(Stored data entries)
===
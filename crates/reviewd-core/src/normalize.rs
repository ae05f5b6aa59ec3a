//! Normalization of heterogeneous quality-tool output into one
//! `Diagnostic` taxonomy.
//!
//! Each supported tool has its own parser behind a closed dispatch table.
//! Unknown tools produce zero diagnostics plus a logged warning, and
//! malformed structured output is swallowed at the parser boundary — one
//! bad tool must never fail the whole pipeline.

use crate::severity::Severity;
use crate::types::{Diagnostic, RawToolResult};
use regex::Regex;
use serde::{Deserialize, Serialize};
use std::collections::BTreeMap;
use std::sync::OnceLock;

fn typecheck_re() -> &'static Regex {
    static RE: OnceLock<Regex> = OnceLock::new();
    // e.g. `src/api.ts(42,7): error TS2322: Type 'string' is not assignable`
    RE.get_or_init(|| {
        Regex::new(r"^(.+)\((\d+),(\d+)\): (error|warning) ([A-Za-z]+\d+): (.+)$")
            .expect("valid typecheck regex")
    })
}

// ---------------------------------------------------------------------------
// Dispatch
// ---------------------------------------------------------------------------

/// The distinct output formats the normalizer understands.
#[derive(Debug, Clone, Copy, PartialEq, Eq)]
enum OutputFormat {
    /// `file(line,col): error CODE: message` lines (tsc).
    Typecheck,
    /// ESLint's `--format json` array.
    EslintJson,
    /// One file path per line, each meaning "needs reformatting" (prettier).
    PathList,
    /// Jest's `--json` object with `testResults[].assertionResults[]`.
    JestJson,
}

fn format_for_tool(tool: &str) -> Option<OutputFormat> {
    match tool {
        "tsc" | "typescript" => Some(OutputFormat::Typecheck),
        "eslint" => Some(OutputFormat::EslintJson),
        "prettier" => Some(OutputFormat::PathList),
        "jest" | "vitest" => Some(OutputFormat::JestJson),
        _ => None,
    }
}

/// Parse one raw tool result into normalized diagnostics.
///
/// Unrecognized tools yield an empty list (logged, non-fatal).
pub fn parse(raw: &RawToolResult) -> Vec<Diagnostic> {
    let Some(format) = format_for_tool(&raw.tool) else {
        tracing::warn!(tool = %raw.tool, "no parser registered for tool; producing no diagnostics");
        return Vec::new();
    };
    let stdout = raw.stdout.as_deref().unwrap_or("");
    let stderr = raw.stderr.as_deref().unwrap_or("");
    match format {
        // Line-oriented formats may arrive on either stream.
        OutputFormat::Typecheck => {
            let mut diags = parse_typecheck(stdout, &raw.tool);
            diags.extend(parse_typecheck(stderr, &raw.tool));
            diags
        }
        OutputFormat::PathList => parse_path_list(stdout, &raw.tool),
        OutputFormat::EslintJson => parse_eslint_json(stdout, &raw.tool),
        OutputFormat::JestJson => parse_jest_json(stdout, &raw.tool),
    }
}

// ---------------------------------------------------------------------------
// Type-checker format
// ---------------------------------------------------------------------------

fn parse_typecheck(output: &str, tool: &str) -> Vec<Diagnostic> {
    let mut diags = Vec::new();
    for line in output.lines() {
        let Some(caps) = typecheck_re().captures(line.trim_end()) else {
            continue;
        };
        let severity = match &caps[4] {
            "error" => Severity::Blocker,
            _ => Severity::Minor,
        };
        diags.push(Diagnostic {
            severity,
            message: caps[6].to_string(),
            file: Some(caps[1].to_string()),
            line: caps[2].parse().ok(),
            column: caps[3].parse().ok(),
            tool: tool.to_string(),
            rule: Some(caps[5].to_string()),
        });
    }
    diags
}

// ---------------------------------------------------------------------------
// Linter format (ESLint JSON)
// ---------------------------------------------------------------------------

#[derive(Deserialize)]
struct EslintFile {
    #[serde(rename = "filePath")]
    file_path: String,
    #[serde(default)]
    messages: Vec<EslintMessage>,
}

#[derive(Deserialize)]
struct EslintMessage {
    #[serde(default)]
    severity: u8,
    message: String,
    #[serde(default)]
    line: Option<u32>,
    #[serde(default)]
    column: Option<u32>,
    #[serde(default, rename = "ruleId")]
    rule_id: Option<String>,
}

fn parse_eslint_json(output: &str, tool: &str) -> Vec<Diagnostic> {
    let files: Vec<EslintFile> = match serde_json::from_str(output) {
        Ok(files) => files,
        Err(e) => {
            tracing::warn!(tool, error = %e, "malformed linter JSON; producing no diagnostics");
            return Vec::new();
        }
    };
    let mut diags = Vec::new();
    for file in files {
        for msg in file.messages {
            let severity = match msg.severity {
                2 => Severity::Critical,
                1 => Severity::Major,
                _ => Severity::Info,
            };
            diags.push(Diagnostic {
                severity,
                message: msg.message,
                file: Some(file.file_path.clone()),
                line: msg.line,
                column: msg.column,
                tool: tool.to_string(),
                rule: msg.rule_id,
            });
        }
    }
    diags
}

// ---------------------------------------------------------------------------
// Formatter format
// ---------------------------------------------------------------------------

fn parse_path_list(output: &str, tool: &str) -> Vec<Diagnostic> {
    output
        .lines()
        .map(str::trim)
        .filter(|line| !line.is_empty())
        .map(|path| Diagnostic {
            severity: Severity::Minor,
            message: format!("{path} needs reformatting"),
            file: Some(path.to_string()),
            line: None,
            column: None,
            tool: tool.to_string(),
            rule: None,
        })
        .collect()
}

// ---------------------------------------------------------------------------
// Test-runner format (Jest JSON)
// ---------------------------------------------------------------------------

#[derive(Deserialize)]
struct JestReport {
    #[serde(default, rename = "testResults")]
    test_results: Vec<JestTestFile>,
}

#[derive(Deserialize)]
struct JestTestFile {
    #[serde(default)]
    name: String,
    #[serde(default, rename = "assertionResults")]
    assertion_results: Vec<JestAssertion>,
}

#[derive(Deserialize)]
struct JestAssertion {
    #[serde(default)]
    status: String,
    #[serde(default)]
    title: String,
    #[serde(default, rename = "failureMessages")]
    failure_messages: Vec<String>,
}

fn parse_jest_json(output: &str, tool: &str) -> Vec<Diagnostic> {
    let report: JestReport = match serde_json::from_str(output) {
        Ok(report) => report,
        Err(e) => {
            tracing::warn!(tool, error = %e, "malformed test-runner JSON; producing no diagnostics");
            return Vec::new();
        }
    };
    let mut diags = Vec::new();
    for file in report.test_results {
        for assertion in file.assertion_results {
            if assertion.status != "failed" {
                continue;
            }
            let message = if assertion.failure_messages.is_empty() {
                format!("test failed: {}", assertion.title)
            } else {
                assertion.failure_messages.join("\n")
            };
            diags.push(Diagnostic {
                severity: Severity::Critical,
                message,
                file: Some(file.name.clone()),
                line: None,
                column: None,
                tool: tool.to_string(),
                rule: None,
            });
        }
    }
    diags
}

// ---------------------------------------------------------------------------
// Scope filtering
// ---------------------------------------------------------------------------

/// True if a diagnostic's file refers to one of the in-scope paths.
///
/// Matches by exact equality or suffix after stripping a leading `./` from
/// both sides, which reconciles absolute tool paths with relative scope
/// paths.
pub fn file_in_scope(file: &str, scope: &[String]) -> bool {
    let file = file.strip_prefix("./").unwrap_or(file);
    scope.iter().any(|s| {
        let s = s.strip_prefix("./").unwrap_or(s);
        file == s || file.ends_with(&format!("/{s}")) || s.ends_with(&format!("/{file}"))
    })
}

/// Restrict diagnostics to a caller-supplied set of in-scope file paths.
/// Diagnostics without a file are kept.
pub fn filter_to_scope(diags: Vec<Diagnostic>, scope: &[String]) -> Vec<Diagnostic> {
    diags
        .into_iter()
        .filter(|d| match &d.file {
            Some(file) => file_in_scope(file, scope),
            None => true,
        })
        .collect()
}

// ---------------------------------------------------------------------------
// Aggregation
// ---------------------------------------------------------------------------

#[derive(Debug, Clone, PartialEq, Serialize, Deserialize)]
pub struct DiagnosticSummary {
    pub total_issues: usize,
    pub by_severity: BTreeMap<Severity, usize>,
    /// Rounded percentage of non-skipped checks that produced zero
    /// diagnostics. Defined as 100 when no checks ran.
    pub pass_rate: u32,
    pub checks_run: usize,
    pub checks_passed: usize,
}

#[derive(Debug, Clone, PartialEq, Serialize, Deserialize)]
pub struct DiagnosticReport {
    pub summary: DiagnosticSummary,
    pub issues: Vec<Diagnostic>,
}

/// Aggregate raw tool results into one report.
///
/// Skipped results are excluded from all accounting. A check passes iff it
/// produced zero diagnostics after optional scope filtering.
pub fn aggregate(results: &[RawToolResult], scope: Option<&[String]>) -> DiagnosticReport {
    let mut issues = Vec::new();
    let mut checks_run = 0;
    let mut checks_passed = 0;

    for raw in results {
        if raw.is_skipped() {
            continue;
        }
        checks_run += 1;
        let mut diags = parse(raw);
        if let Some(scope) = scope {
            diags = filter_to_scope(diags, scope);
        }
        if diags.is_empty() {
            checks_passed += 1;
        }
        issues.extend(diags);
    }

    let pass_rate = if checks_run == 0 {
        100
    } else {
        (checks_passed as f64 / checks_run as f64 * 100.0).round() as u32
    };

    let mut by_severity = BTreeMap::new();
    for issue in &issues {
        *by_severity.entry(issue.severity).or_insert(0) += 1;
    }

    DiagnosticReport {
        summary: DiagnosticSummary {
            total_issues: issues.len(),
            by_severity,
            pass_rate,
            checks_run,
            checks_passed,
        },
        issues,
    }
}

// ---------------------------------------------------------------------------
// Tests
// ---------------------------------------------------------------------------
===
**Problem:**
Every line that contains "caps" should be copied out of the data.

**Written solution:**
        let Some(caps) = typecheck_re().captures(line.trim_end()) else {
        let severity = match &caps[4] {
            message: caps[6].to_string(),
            file: Some(caps[1].to_string()),
            line: caps[2].parse().ok(),
            column: caps[3].parse().ok(),
            rule: Some(caps[5].to_string()),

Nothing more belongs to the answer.